START Stored data
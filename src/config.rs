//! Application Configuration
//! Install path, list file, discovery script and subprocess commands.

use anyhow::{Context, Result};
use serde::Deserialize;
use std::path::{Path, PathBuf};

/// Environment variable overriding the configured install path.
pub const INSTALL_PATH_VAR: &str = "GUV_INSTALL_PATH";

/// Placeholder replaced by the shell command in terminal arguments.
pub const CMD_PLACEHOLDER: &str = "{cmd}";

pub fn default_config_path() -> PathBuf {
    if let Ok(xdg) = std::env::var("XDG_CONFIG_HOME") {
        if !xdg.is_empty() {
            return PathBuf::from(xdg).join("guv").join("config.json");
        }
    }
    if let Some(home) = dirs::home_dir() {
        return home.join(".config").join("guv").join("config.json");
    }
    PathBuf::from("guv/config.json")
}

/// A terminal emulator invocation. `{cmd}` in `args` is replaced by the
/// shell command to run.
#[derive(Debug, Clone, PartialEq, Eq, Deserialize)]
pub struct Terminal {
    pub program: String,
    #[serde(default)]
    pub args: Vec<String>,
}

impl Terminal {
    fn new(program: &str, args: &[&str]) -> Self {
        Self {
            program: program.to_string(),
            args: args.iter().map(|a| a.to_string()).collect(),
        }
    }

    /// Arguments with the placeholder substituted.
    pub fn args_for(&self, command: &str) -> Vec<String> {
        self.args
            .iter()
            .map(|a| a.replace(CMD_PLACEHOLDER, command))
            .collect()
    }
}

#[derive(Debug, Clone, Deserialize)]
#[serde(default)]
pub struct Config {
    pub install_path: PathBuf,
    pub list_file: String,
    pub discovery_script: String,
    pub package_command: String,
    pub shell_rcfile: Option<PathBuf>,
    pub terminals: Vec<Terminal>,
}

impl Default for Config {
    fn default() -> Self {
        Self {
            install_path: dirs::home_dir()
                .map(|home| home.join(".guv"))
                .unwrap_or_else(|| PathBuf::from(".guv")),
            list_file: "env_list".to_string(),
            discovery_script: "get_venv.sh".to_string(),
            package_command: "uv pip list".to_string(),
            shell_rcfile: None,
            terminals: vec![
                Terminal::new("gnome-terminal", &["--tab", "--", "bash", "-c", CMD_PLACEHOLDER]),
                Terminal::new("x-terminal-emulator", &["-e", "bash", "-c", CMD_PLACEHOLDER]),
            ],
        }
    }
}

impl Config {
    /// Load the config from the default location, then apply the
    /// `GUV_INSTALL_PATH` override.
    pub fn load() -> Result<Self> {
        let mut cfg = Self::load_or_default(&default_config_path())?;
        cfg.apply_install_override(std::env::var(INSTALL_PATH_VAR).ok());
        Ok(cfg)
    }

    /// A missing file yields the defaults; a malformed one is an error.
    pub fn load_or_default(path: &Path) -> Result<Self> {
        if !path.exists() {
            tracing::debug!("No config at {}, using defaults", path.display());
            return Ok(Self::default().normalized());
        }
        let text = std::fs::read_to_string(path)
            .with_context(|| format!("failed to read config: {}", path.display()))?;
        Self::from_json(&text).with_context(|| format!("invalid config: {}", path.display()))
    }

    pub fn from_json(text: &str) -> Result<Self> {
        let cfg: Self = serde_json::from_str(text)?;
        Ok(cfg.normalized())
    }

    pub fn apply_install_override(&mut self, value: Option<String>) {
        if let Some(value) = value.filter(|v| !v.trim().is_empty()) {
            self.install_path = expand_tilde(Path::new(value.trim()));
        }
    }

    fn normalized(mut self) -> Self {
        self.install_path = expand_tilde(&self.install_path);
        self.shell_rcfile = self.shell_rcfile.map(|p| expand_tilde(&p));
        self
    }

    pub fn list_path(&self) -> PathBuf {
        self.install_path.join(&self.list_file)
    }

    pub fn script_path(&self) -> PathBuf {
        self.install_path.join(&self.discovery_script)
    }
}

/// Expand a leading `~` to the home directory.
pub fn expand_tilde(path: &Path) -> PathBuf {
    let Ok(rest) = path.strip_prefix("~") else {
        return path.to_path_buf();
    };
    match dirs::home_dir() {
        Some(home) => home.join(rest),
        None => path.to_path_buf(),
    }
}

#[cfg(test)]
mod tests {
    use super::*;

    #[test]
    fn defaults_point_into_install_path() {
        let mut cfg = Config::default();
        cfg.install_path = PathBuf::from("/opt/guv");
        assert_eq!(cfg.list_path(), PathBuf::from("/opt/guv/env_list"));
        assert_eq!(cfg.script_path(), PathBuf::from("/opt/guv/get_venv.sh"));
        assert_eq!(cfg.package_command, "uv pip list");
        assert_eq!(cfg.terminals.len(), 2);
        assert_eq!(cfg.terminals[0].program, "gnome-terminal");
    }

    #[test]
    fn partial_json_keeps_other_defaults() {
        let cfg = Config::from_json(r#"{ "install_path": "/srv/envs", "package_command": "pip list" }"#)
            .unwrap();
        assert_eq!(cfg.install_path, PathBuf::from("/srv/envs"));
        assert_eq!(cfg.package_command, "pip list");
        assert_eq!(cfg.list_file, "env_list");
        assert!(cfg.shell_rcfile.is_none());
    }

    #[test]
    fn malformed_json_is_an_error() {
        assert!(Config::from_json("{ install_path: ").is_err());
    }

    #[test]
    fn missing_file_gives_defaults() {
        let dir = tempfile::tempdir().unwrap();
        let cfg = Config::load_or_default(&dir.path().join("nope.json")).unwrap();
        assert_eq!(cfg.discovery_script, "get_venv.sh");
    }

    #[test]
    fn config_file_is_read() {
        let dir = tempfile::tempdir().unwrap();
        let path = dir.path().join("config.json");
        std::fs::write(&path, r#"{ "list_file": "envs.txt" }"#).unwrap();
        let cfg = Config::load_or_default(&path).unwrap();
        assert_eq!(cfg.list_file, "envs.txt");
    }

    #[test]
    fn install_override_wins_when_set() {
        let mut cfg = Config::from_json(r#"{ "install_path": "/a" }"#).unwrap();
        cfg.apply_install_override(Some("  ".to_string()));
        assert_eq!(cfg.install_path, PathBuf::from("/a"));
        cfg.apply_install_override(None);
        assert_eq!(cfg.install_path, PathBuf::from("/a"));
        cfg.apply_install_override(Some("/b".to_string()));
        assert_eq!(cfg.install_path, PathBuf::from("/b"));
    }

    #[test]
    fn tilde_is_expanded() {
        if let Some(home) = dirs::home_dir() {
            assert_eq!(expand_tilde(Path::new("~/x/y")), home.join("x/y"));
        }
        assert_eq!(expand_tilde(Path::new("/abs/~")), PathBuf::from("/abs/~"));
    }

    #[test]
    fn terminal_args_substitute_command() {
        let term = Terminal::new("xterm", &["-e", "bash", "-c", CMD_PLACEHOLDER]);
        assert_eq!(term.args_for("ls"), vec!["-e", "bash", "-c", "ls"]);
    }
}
END Stored data
All lines above that include the word "dirs" must be copied into the answer.

__Output for this exercise__.
    if let Some(home) = dirs::home_dir() {
            install_path: dirs::home_dir()
    match dirs::home_dir() {
        if let Some(home) = dirs::home_dir() {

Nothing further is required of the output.